Records supplied START

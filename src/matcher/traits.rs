//! Matcher trait and the types exchanged with it.

use std::fmt;
use std::sync::Arc;

use async_trait::async_trait;
use serde::Serialize;
use serde_json::{Map, Value};

use crate::document::Document;
use crate::error::Result;
use crate::query::StoredFields;
use crate::schema::IndexConfig;

/// Predicate evaluated against a candidate's stored fields during retrieval.
pub type RecordPredicate = Arc<dyn Fn(&Map<String, Value>) -> bool + Send + Sync>;

/// A scored document returned by [`Matcher::query`].
#[derive(Debug, Clone, PartialEq, Serialize)]
pub struct Candidate {
    /// Document identifier.
    pub id: String,
    /// Relevance score (higher is better).
    pub score: f64,
    /// Index terms the document matched.
    pub terms: Vec<String>,
    /// The document's stored fields.
    pub fields: Map<String, Value>,
}

impl StoredFields for Candidate {
    fn stored_fields(&self) -> &Map<String, Value> {
        &self.fields
    }
}

/// Options for [`Matcher::query`].
#[derive(Clone, Default)]
pub struct MatchOptions {
    /// Let query terms match index terms they are a prefix of.
    pub prefix: bool,
    /// Fuzzy tolerance: a fraction of the term length below 1, an absolute
    /// edit count at 1 or above, disabled at 0.
    pub fuzzy: f64,
    /// Candidates whose stored fields fail the predicate are dropped.
    pub filter: Option<RecordPredicate>,
}

impl MatchOptions {
    /// Whether a candidate's stored fields pass the filter.
    pub fn accepts(&self, fields: &Map<String, Value>) -> bool {
        self.filter.as_ref().is_none_or(|filter| filter(fields))
    }
}

impl fmt::Debug for MatchOptions {
    fn fmt(&self, f: &mut fmt::Formatter<'_>) -> fmt::Result {
        f.debug_struct("MatchOptions")
            .field("prefix", &self.prefix)
            .field("fuzzy", &self.fuzzy)
            .field("filter", &self.filter.is_some())
            .finish()
    }
}

/// Options for [`Matcher::suggest`].
#[derive(Clone)]
pub struct SuggestOptions {
    /// Fuzzy tolerance, as in [`MatchOptions::fuzzy`].
    pub fuzzy: f64,
    /// Documents whose stored fields fail the predicate do not contribute.
    pub filter: Option<RecordPredicate>,
    /// Maximum number of suggestions.
    pub limit: usize,
}

impl Default for SuggestOptions {
    fn default() -> Self {
        SuggestOptions {
            fuzzy: 0.2,
            filter: None,
            limit: 5,
        }
    }
}

impl fmt::Debug for SuggestOptions {
    fn fmt(&self, f: &mut fmt::Formatter<'_>) -> fmt::Result {
        f.debug_struct("SuggestOptions")
            .field("fuzzy", &self.fuzzy)
            .field("filter", &self.filter.is_some())
            .field("limit", &self.limit)
            .finish()
    }
}

/// A query completion.
#[derive(Debug, Clone, PartialEq, Serialize)]
pub struct Suggestion {
    /// The completed query text.
    pub suggestion: String,
    /// The index terms making up the suggestion.
    pub terms: Vec<String>,
    /// Aggregate relevance of the documents behind the suggestion.
    pub score: f64,
}

/// Full-text retrieval over a named index.
///
/// Implementations hold derived state only: it can be dropped and rebuilt
/// from the repository at any time.
#[async_trait]
pub trait Matcher: Send + Sync + fmt::Debug {
    /// Replace the index's state with one built from `documents`.
    ///
    /// `config.fields` are tokenized for matching; `config.store_fields` are
    /// kept verbatim and returned with each candidate.
    async fn build(&self, index: &str, documents: &[Document], config: &IndexConfig)
    -> Result<()>;

    /// Ranked candidates for `query`, best first.
    ///
    /// An empty query returns every document. Querying an index that is not
    /// held fails with [`HoplonError::Matcher`](crate::error::HoplonError::Matcher).
    async fn query(&self, index: &str, query: &str, options: &MatchOptions)
    -> Result<Vec<Candidate>>;

    /// Completions for a partial query, best first.
    async fn suggest(
        &self,
        index: &str,
        query: &str,
        options: &SuggestOptions,
    ) -> Result<Vec<Suggestion>>;

    /// Whether state for the index is held.
    async fn has_index(&self, index: &str) -> bool;

    /// Discard the index's state. Dropping an unknown index is a no-op.
    async fn drop_index(&self, index: &str) -> Result<()>;
}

Records supplied END

» Task directions
When a line contains the string "Value", copy it from the records.

» Response
use serde_json::{Map, Value};
pub type RecordPredicate = Arc<dyn Fn(&Map<String, Value>) -> bool + Send + Sync>;
    pub fields: Map<String, Value>,
    fn stored_fields(&self) -> &Map<String, Value> {
    pub fn accepts(&self, fields: &Map<String, Value>) -> bool {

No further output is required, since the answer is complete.